Re^4: Geo Package files
by hv (Prior) on Mar 05, 2022 at 14:21 UTC

    A useful technique for dumping binary data is to use the "v" flag in sprintf. Eg:

    % perl -E 'say sprintf "%v02X", "foo\x{0}"' 66.6F.6F.00
    See the section on "vector flag" in sprintf.
Fixed starting bytes (was: Re^4: Geo Package files)
by Bod (Parson) on Mar 12, 2022 at 19:16 UTC
    You should wind up with something like: 47 50 XX YY... 0x47 means "G" and 0x50 means "P"

    Just as a general question...
    Why would the file specification require 0x4750 at the start of the file?
    What does it add?

    Is it just there so that any processor of the file can fail quickly if it is passed a file that doesn't start with these two bytes or is there more to it than that?

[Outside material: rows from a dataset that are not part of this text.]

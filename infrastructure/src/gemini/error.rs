//! Error types for the Gemini adapter

use solar_application::GatewayError;
use thiserror::Error;

/// Result type alias for Gemini operations
pub type Result<T> = std::result::Result<T, GeminiError>;

/// Errors that can occur when calling the Gemini API
#[derive(Error, Debug)]
pub enum GeminiError {
    #[error("HTTP transport error: {0}")]
    Transport(#[from] reqwest::Error),

    #[error("Gemini API returned {status}: {message}")]
    Status { status: u16, message: String },

    #[error("Failed to decode Gemini response: {0}")]
    Decode(String),

    #[error("Prompt blocked by Gemini: {0}")]
    Blocked(String),

    #[error("Gemini returned no text (finish reason: {0})")]
    EmptyResponse(String),
}

impl From<GeminiError> for GatewayError {
    fn from(error: GeminiError) -> Self {
        match error {
            GeminiError::Transport(e) if e.is_timeout() => GatewayError::Timeout,
            GeminiError::Transport(e) if e.is_connect() => {
                GatewayError::ConnectionError(e.to_string())
            }
            GeminiError::Status { status: 404, message } => {
                GatewayError::ModelNotAvailable(message)
            }
            e @ (GeminiError::Transport(_) | GeminiError::Status { .. }) => {
                GatewayError::RequestFailed(e.to_string())
            }
            e @ (GeminiError::Decode(_)
            | GeminiError::Blocked(_)
            | GeminiError::EmptyResponse(_)) => GatewayError::InvalidResponse(e.to_string()),
        }
    }
}
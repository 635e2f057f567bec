//! Observable session state

use super::transcript::Transcript;

/// The two observable states of a chat session.
///
/// Empty → Active on the first processed turn (accepted or rejected);
/// Active → Empty only through an explicit clear.
#[derive(Debug, Clone, Copy, PartialEq, Eq)]
pub enum SessionState {
    Empty,
    Active,
}

impl SessionState {
    pub fn of(transcript: &Transcript) -> Self {
        if transcript.is_empty() {
            SessionState::Empty
        } else {
            SessionState::Active
        }
    }

    pub fn as_str(&self) -> &'static str {
        match self {
            SessionState::Empty => "empty",
            SessionState::Active => "active",
        }
    }
}

impl std::fmt::Display for SessionState {
    fn fmt(&self, f: &mut std::fmt::Formatter<'_>) -> std::fmt::Result {
        f.write_str(self.as_str())
    }
}

#[cfg(test)]
mod tests {
    use super::*;

    #[test]
    fn test_state_follows_transcript() {
        let mut transcript = Transcript::new();
        assert_eq!(SessionState::of(&transcript), SessionState::Empty);

        transcript.push("What's the weather today?", "refused");
        assert_eq!(SessionState::of(&transcript), SessionState::Active);

        transcript.clear();
        assert_eq!(SessionState::of(&transcript), SessionState::Empty);
    }
}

      This is a common protocol feature. For example a .WAV file starts with WAVE - the letters RIFF can also appear. Using ASCII letters makes it easy to see that you have the right kind of format just by inspection (if you deal with ASCII often). Often binary dump views will display the ASCII if it is within normal "printable" character range as added info. This is also helpful to make sure that you are at a "proper beginning". Decoding the thing requires being certain that you are at a valid byte(0) because all field definitions are a delta to that byte's "address". So this is a cheap (very little bandwidth), "sanity check". This is also often seen with communication links and can assist with resynchronization when some data "goes missing".